> **INFORMATION PROVIDED**:
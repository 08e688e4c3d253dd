//! Tracking Tests
//!
//! Registry behavior through the public API:
//! - State transitions and events
//! - Change detection
//! - Fixup, identity and key propagation
//! - Cascade and orphan timing

#[path = "../common/mod.rs"]
mod common;

mod cascade_timing;
mod detection;
mod errors;
mod fixup;
mod key_propagation;
mod state_transitions;
//! Imperative model assembly
//!
//! A thin builder producing a validated, immutable [`Model`]. It only
//! covers what the tracker consumes: properties, keys, complex properties,
//! relationships, ownership and single inheritance.

use super::entity_type::{
    ChangeTrackingStrategy, ComplexProperty, DeleteBehavior, EntityType, ForeignKey, Navigation,
    Property, ValueComparer, ValueGeneration,
};
use super::Model;
use crate::error::{Error, Result};
use crate::value::{Value, ValueKind};
use rustc_hash::FxHashMap;
use std::sync::Arc;

// ============================================================================
// Definitions
// ============================================================================

/// Property definition
#[derive(Debug, Clone)]
pub struct PropertyDef {
    name: String,
    kind: ValueKind,
    nullable: bool,
    value_generation: ValueGeneration,
    sentinel: Option<Value>,
    shadow: bool,
    comparer: ValueComparer,
    complex_parent: Option<usize>,
}

impl PropertyDef {
    /// Allow null values
    pub fn nullable(&mut self) -> &mut Self {
        self.nullable = true;
        self
    }

    /// Configure value generation
    pub fn generated(&mut self, generation: ValueGeneration) -> &mut Self {
        self.value_generation = generation;
        self
    }

    /// Override the "not yet generated" value
    pub fn sentinel(&mut self, value: impl Into<Value>) -> &mut Self {
        self.sentinel = Some(value.into());
        self
    }

    /// Keep the value in the tracker entry instead of the instance
    pub fn shadow(&mut self) -> &mut Self {
        self.shadow = true;
        self
    }

    /// Equality used for change detection
    pub fn comparer(&mut self, comparer: ValueComparer) -> &mut Self {
        self.comparer = comparer;
        self
    }
}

> **WHAT IS BEING ASKED**:
Where a line of the records above holds the word "super", copy that line.

> **FINAL ANSWER**:
use super::entity_type::{
use super::Model;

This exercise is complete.